Outra casa, outra língua: coordenador do programa de inglês para estrangeiros esclarece como funciona o sistema

Uma boa recepção ao chegar em uma nova universidade pode fazer toda a diferença, não apenas para quem está lá para aprender, mas também para quem tem a responsabilidade de coordenar este intercâmbio. Na Arizona State University, parte desta demanda fica a cargo de John Richard Alves Deal, coordenador do programa de inglês intensivo para estudantes internacionais. Logo de início ele explica: nem todos os alunos chegam prontos. “Cerca de metade dos alunos precisa passar pelo inglês intensivo antes de começar a frequentar as aulas da faculdade”, conta.

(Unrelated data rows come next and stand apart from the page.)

//! UI rendering with Ratatui.
//!
//! Composes the header, the arena (backdrop stamps plus fighters) and the
//! message log into one frame.
use anyhow::Result;
use game_content::CharacterRegistry;
use game_core::Game;
use ratatui::{
    Frame,
    layout::{Constraint, Direction, Layout},
    widgets::{Block, Borders},
};

use crate::{
    config::UiConfig,
    presentation::{
        backdrop::Backdrop,
        terminal::Tui,
        theme::CliTheme,
        widgets::{
            arena::{ArenaView, ArenaViewport},
            header, messages,
        },
    },
};
use client_frontend_core::{message::MessageLog, view_model::PhaseOverlay};

/// Rendering context containing all state and configuration needed for UI rendering.
pub struct RenderContext<'a> {
    pub game: &'a Game,
    pub registry: &'a CharacterRegistry,
    pub messages: &'a MessageLog,
    pub backdrop: &'a mut Backdrop,
    pub ui: &'a UiConfig,
}

pub fn render(terminal: &mut Tui, ctx: RenderContext<'_>) -> Result<()> {
    let theme = CliTheme::new();
    terminal.draw(|frame| render_frame(frame, ctx, &theme))?;
    Ok(())
}

fn render_frame(frame: &mut Frame, ctx: RenderContext<'_>, theme: &CliTheme) {
    let chunks = Layout::default()
        .direction(Direction::Vertical)
        .constraints([
            Constraint::Length(3),
            Constraint::Min(0),
            Constraint::Length(ctx.ui.message_panel_height),
        ])
        .split(frame.area());

    header::render(frame, chunks[0], ctx.game, ctx.registry, theme);

    let block = Block::default().borders(Borders::ALL);
    let inner = block.inner(chunks[1]);
    frame.render_widget(block, chunks[1]);

    let viewport = ArenaViewport::new(inner, ctx.game.config().arena);
    let overlay = PhaseOverlay::for_game(ctx.game, &ctx.ui.quit_chord_label);
    for (line, placement) in overlay.place(&viewport, viewport.arena()) {
        ctx.backdrop.stamp(line, placement);
    }

    frame.render_widget(
        ArenaView::new(ctx.game, ctx.registry, ctx.backdrop, viewport, theme),
        inner,
    );

    messages::render(frame, chunks[2], ctx.messages, theme);
}
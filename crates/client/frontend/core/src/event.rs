//! Utilities for reacting to game events inside UI layers.
use game_core::GameEvent;

use crate::message::MessageLog;

#[derive(Clone, Copy, Debug, Default, PartialEq, Eq)]
pub struct EventImpact {
    pub requires_redraw: bool,
    /// The backdrop has to be re-acquired before the next draw.
    pub reset_backdrop: bool,
}

impl EventImpact {
    pub const fn none() -> Self {
        Self {
            requires_redraw: false,
            reset_backdrop: false,
        }
    }

    pub const fn redraw() -> Self {
        Self {
            requires_redraw: true,
            reset_backdrop: false,
        }
    }

    pub const fn backdrop() -> Self {
        Self {
            requires_redraw: true,
            reset_backdrop: true,
        }
    }

    pub fn combine(self, other: Self) -> Self {
        Self {
            requires_redraw: self.requires_redraw || other.requires_redraw,
            reset_backdrop: self.reset_backdrop || other.reset_backdrop,
        }
    }
}

pub trait EventConsumer {
    fn on_event(&mut self, event: &GameEvent) -> EventImpact;
    fn message_log(&self) -> &MessageLog;
    fn message_log_mut(&mut self) -> &mut MessageLog;
    fn take_message_log(self) -> MessageLog
    where
        Self: Sized;

    /// Folds a whole tick's events into one impact.
    fn on_events<'a>(&mut self, events: impl IntoIterator<Item = &'a GameEvent>) -> EventImpact {
        events
            .into_iter()
            .fold(EventImpact::none(), |impact, event| {
                impact.combine(self.on_event(event))
            })
    }
}

#[cfg(test)]
mod tests {
    use super::*;

    #[test]
    fn combine_is_sticky() {
        let impact = EventImpact::none()
            .combine(EventImpact::backdrop())
            .combine(EventImpact::redraw());
        assert_eq!(impact, EventImpact::backdrop());
    }
}
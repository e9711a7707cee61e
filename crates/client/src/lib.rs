//! Top-level client orchestrating the game and a frontend.
//!
//! # Architecture
//!
//! ```text
//! Client (Top-level container)
//!   ├─→ Game (phase machine, battle, clock; no I/O)
//!   └─→ Frontend (tick driver: input, update, drawing)
//! ```
//!
//! The binary loads content ([`ContentSetup`]), builds the frontend and hands
//! both to a [`Client`]. The frontend owns the game for the whole session.

mod builder;
mod content;

pub use builder::ClientBuilder;
pub use content::{ClientConfig, ContentSetup};

// Re-export Frontend trait from client-frontend-core
pub use client_frontend_core::Frontend;

use anyhow::Result;
use game_core::Game;

/// Top-level client container.
///
/// # Lifecycle
///
/// 1. `Client::builder()` receives the game and the frontend
/// 2. `Client::run()` transfers control to the frontend (blocking)
/// 3. Fatal errors from the game or the frontend are returned to the caller
pub struct Client {
    game: Game,
    frontend: Box<dyn Frontend>,
}

impl Client {
    /// Create a new ClientBuilder.
    pub fn builder() -> ClientBuilder {
        ClientBuilder::new()
    }

    /// Run the client until the player quits.
    pub async fn run(self) -> Result<()> {
        let Client { game, mut frontend } = self;

        tracing::info!(phase = %game.phase(), "client running");
        let result = frontend.run(game).await;

        match &result {
            Ok(()) => tracing::info!("frontend exited cleanly"),
            Err(e) => tracing::error!("frontend failed: {:#}", e),
        }

        result
    }
}
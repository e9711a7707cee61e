//! File logging for the terminal client.
//!
//! The TUI owns stdout and stderr, so tracing output goes to a per-session
//! file only.
use std::path::{Path, PathBuf};
use std::time::{SystemTime, UNIX_EPOCH};

use anyhow::{Context, Result};
use directories::ProjectDirs;
use tracing_appender::non_blocking::WorkerGuard;
use tracing_subscriber::layer::SubscriberExt;
use tracing_subscriber::util::SubscriberInitExt;

/// Installs the global subscriber writing to `<log_dir>/session_<secs>.log`.
///
/// `RUST_LOG` refines the filter; `info` is always enabled. The returned
/// guard flushes the writer when dropped and must be kept alive until exit.
pub fn setup_logging(log_dir: Option<&Path>) -> Result<WorkerGuard> {
    let log_dir = log_dir.map_or_else(default_log_directory, Path::to_path_buf);
    std::fs::create_dir_all(&log_dir)
        .with_context(|| format!("failed to create log directory {}", log_dir.display()))?;

    let file_name = session_file_name();
    let file_appender = tracing_appender::rolling::never(&log_dir, &file_name);
    let (non_blocking_file, guard) = tracing_appender::non_blocking(file_appender);

    let env_filter = tracing_subscriber::EnvFilter::from_default_env()
        .add_directive(tracing::Level::INFO.into());

    let file_layer = tracing_subscriber::fmt::layer()
        .with_writer(non_blocking_file)
        .with_ansi(false);

    tracing_subscriber::registry()
        .with(env_filter)
        .with(file_layer)
        .try_init()
        .context("a global tracing subscriber is already installed")?;

    tracing::info!("Log file: {}", log_dir.join(&file_name).display());

    Ok(guard)
}

/// Platform cache directory, e.g. `~/.cache/catsvsdogs/logs` on Linux.
pub fn default_log_directory() -> PathBuf {
    ProjectDirs::from("", "", "catsvsdogs")
        .map(|dirs| dirs.cache_dir().join("logs"))
        .unwrap_or_else(|| std::env::temp_dir().join("catsvsdogs").join("logs"))
}

fn session_file_name() -> String {
    let secs = SystemTime::now()
        .duration_since(UNIX_EPOCH)
        .map(|elapsed| elapsed.as_secs())
        .unwrap_or_default();
    format!("session_{secs}.log")
}
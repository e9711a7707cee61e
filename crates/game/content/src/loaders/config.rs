//! Game configuration loader.

use std::path::Path;

use game_core::GameConfig;

use crate::loaders::{LoadResult, read_file};

/// Loader for game configuration from TOML files.
pub struct ConfigLoader;

impl ConfigLoader {
    /// Load config data from a TOML file.
    ///
    /// Fields missing from the file keep their [`GameConfig::default`] values.
    pub fn load(path: &Path) -> LoadResult<GameConfig> {
        let content = read_file(path)?;
        Self::parse(&content)
    }

    /// Parse config data from TOML text.
    pub fn parse(content: &str) -> LoadResult<GameConfig> {
        let config: GameConfig = toml::from_str(content)
            .map_err(|e| anyhow::anyhow!("Failed to parse config TOML: {}", e))?;

        Ok(config)
    }
}
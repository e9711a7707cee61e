//! Frontend configuration structures and loaders.
//!
//! This module contains UI-specific configuration that is shared across
//! different frontend implementations (CLI, GUI, etc.).

use std::env;
use std::time::Duration;

/// Frontend-specific configuration.
#[derive(Clone, Debug)]
pub struct FrontendConfig {
    /// Game ticks per second driven by the frontend loop.
    pub tick_rate: u32,
    pub messages: MessageConfig,
}

impl Default for FrontendConfig {
    fn default() -> Self {
        Self {
            tick_rate: Self::DEFAULT_TICK_RATE,
            messages: MessageConfig::default(),
        }
    }
}

impl FrontendConfig {
    pub const DEFAULT_TICK_RATE: u32 = 60;

    pub const fn new(tick_rate: u32, messages: MessageConfig) -> Self {
        Self {
            tick_rate,
            messages,
        }
    }

    /// Construct configuration from process environment variables.
    ///
    /// Environment variables:
    /// - `CVD_TICK_RATE` - Ticks per second (default: 60, clamped to 1..=240)
    /// - `CVD_MESSAGE_CAPACITY` - Message log capacity (default: 64)
    /// - `CVD_SHOW_ANIMATION_MESSAGES` - Log action/death animation endings (default: false)
    pub fn from_env() -> Self {
        let mut config = Self::default();

        if let Some(rate) = read_env::<u32>("CVD_TICK_RATE") {
            config.tick_rate = rate.clamp(1, 240);
        }

        if let Some(capacity) = read_env::<usize>("CVD_MESSAGE_CAPACITY") {
            config.messages.capacity = capacity.max(1);
        }

        if let Some(show) = read_env_bool("CVD_SHOW_ANIMATION_MESSAGES") {
            config.messages.show_animation = show;
        }

        config
    }

    /// Wall-clock length of one tick.
    pub fn tick_interval(&self) -> Duration {
        Duration::from_secs(1) / self.tick_rate.max(1)
    }
}

#[derive(Clone, Debug)]
pub struct MessageConfig {
    pub capacity: usize,
    /// Whether "animation finished" events produce log lines.
    pub show_animation: bool,
}

impl Default for MessageConfig {
    fn default() -> Self {
        Self {
            capacity: 64,
            show_animation: false,
        }
    }
}

fn read_env<T>(key: &str) -> Option<T>
where
    T: std::str::FromStr,
{
    let raw = env::var(key).ok()?;
    match raw.parse() {
        Ok(value) => Some(value),
        Err(_) => {
            tracing::warn!(key, value = %raw, "ignoring unparsable environment value");
            None
        }
    }
}

fn read_env_bool(key: &str) -> Option<bool> {
    match env::var(key).ok()?.to_lowercase().as_str() {
        "true" | "1" | "yes" | "on" => Some(true),
        "false" | "0" | "no" | "off" => Some(false),
        other => {
            tracing::warn!(key, value = other, "ignoring unparsable boolean");
            None
        }
    }
}
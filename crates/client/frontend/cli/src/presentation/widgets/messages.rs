//! Messages widget displaying recent game events.

use client_frontend_core::message::{MessageEntry, MessageLog};
use ratatui::{
    Frame,
    layout::Rect,
    widgets::{Block, Borders, List, ListDirection, ListItem},
};

use crate::presentation::theme::CliTheme;

/// Render the message log panel, newest at the bottom.
pub fn render(frame: &mut Frame, area: Rect, messages: &MessageLog, theme: &CliTheme) {
    let visible = area.height.saturating_sub(2) as usize;

    let items: Vec<ListItem> = messages
        .recent(visible)
        .map(|entry| ListItem::new(format_message(entry)).style(theme.message(entry.level)))
        .collect();

    let list = List::new(items)
        .block(Block::default().borders(Borders::ALL).title("Messages"))
        .direction(ListDirection::BottomToTop);

    frame.render_widget(list, area);
}

/// Format a message entry with optional timestamp.
fn format_message(entry: &MessageEntry) -> String {
    match entry.timestamp {
        Some(tick) => format!("[{}] {}", tick, entry.text),
        None => entry.text.clone(),
    }
}
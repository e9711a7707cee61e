//! Top-level game phases.
use strum::{Display, EnumIter, EnumString, IntoStaticStr};

/// Mode the whole game is in.
#[derive(
    Clone, Copy, Debug, Default, PartialEq, Eq, Hash, Display, EnumIter, EnumString, IntoStaticStr,
)]
#[strum(serialize_all = "SCREAMING_SNAKE_CASE")]
#[cfg_attr(feature = "serde", derive(serde::Serialize, serde::Deserialize))]
#[cfg_attr(feature = "serde", serde(rename_all = "SCREAMING_SNAKE_CASE"))]
pub enum GamePhase {
    #[default]
    MainMenu,
    Paused,
    Battle,
    Won,
    Lost,
}

impl GamePhase {
    /// Phases that own a pair of fighters.
    pub fn has_battle(self) -> bool {
        matches!(self, GamePhase::Battle | GamePhase::Won | GamePhase::Lost)
    }

    /// Battle is over and confirm returns to the main menu.
    pub fn is_finished(self) -> bool {
        matches!(self, GamePhase::Won | GamePhase::Lost)
    }
}

#[cfg(test)]
mod tests {
    use super::*;
    use strum::IntoEnumIterator;

    #[test]
    fn names_round_trip() {
        for phase in GamePhase::iter() {
            assert_eq!(phase.to_string().parse::<GamePhase>().ok(), Some(phase));
        }
        assert_eq!(GamePhase::MainMenu.to_string(), "MAIN_MENU");
        assert_eq!(GamePhase::Won.to_string(), "WON");
    }

    #[test]
    fn unknown_name_is_rejected() {
        assert!("DRAW".parse::<GamePhase>().is_err());
    }
}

Na universidade, existe um planejamento para receber os novos alunos. Um deles é voltado para o ensino do inglês — idioma utilizado em todas as aulas. Os estudantes são divididos em três categorias: iniciante, intermediário e avançado. É realizado um teste no Brasil, em que os candidatos são avaliados em relação ao conhecimento da língua, o Toefl. De acordo com John, os jovens que têm compreensão e fluência no inglês baixas recebem maior atenção: “Se ele ingressar no nível iniciante, por exemplo, terá mais semanas de aulas de inglês. Mas ao longo desse período ele pode realizar testes uma vez por mês para avaliar sua evolução na língua, e aí, dependendo da nota, o aluno é liberado do curso para passar a frequentar as aulas da universidade”, explica, além de ressaltar que a convivência com estudantes de outros países é bem comum. “Os estudantes, quando estão no programa de inglês, convivem com outros das mais diversas partes do mundo: Japão, China, Oriente Médio...”

Um Brasil fora do Brasil

A Universidade Estadual do Arizona já abrigou este ano 350 brasileiros. No entanto, esse número já chegou a 700 em 2014. John acredita que esse cenário vá mudar daqui pra frente e que esse pode ser um ponto positivo no entrosamento dos estudantes do Brasil com os alunos de outros países, além da prática do inglês com mais frequência. “Já faz quatro anos que recebemos alunos enviados pelo CsF. A partir deste verão, o número que vamos receber será bem menor porque o programa ficou muito popular nos Estados Unidos e aí muitas universidades começaram a aceitar brasileiros. E como agora os grupos de estudantes vindos do Brasil para as faculdades será menor, isso vai contribuir para que eles interajam de fato com outras culturas e pratiquem o inglês”, pontua John, que critica, de certa forma, a pouca troca cultural praticada pelos intercambistas. “Eles vêm animados para conhecer americanos e outras culturas, mas depois as coisas mudam um pouco e quando eles começam a conviver com outros brasileiros e criam laços de amizades acabam vivendo num Brasil fora do Brasil”, pondera o coordenador. 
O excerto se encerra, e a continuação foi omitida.